Une Stratégie de Sécurité Nationale pour Trump 2 : la poursuite de la politique par d’autres moyens
 André Leblanc
Auteur
Expert Résident - Défense et Sécurité nationale

​La nouvelle Stratégie de sécurité nationale américaine vient d'être publiée. Le fait, pour les États-Unis, de posséder une stratégie nationale de sécurité (et non une simple revue nationale stratégique) est indéniablement un atout, mais à quelles conditions est-elle efficiente ? Quelles sont les points de rupture et les continuités, dans le style et le fond, de ce document ? Quelle est la place de l'Europe ? Poursuite de nos travaux sur la sécurité nationale, par l’examen de la stratégie américaine du président Trump.

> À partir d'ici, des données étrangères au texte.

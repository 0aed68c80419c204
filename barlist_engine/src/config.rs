//! Reconciler configuration: parsing and defaults.
//!
//! The source material pins neither the weight-mismatch tolerance nor the
//! vault-transfer policy, so both are explicit configuration instead of
//! hard-coded constants. A missing file or missing field falls back to the
//! defaults below.
//!
//! Entrypoints:
//! - Parse from a TOML string: [`load_config_str`]
//! - Parse from a file path: [`load_config_path`]

use std::path::Path;

use rust_decimal::Decimal;
use rust_decimal_macros::dec;
use serde::{Deserialize, Serialize};
use thiserror::Error;

/// Tunables for the reconciliation pass.
#[derive(Debug, Clone, PartialEq, Eq, Serialize, Deserialize)]
#[serde(deny_unknown_fields, default)]
pub struct ReconcileConfig {
    /// Maximum relative deviation between the bar-list total and the fund's
    /// reported ounces before a `weight_mismatch` is raised. Fractional:
    /// 0.001 is 0.1%. The comparison is strict (`> tolerance`).
    pub weight_tolerance: Decimal,

    /// Absolute tolerance (troy ounces) when cross-checking a document's own
    /// declared total weight against its parsed rows.
    pub header_weight_tolerance_oz: Decimal,

    /// Whether vault/brand changes between snapshots are reported as
    /// `vault_anomaly` findings.
    pub flag_transfers: bool,
}

impl Default for ReconcileConfig {
    fn default() -> Self {
        Self {
            weight_tolerance: dec!(0.001),
            header_weight_tolerance_oz: dec!(0.01),
            flag_transfers: true,
        }
    }
}

/// Errors loading a [`ReconcileConfig`].
#[derive(Debug, Error)]
pub enum ConfigError {
    #[error("failed to read config file {path}: {source}")]
    Read {
        path: std::path::PathBuf,
        source: std::io::Error,
    },

    #[error("failed to parse config: {0}")]
    Parse(#[from] toml::de::Error),
}

/// Parses a reconciler config from a TOML string.
pub fn load_config_str(toml_str: &str) -> Result<ReconcileConfig, ConfigError> {
    Ok(toml::from_str(toml_str)?)
}

/// Reads and parses a reconciler config TOML file.
pub fn load_config_path(path: impl AsRef<Path>) -> Result<ReconcileConfig, ConfigError> {
    let text = std::fs::read_to_string(path.as_ref()).map_err(|source| ConfigError::Read {
        path: path.as_ref().to_path_buf(),
        source,
    })?;
    load_config_str(&text)
}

La publication de la Stratégie de Sécurité Nationale américaine a provoqué de nombreuses réactions, notamment en Europe, suscitant perplexité, consternation ou sarcasme. Même s’il peut sembler déclaratoire et brouillon, ce document de 29 pages signé par Donald Trump ne peut être négligé. Dans la nomenclature américaine, la National Security Strategy (NSS) occupe en effet une place décisive, au sommet de la hiérarchie doctrinale : elle définit la posture stratégique que les différents moyens de l’État vont décliner, en premier lieu les moyens militaires (l’administration Trump s’apprête d’ailleurs à publier sa National Defense Strategy, dont le secrétaire à la Défense Pete Hegseth a commencé à esquisser les contours).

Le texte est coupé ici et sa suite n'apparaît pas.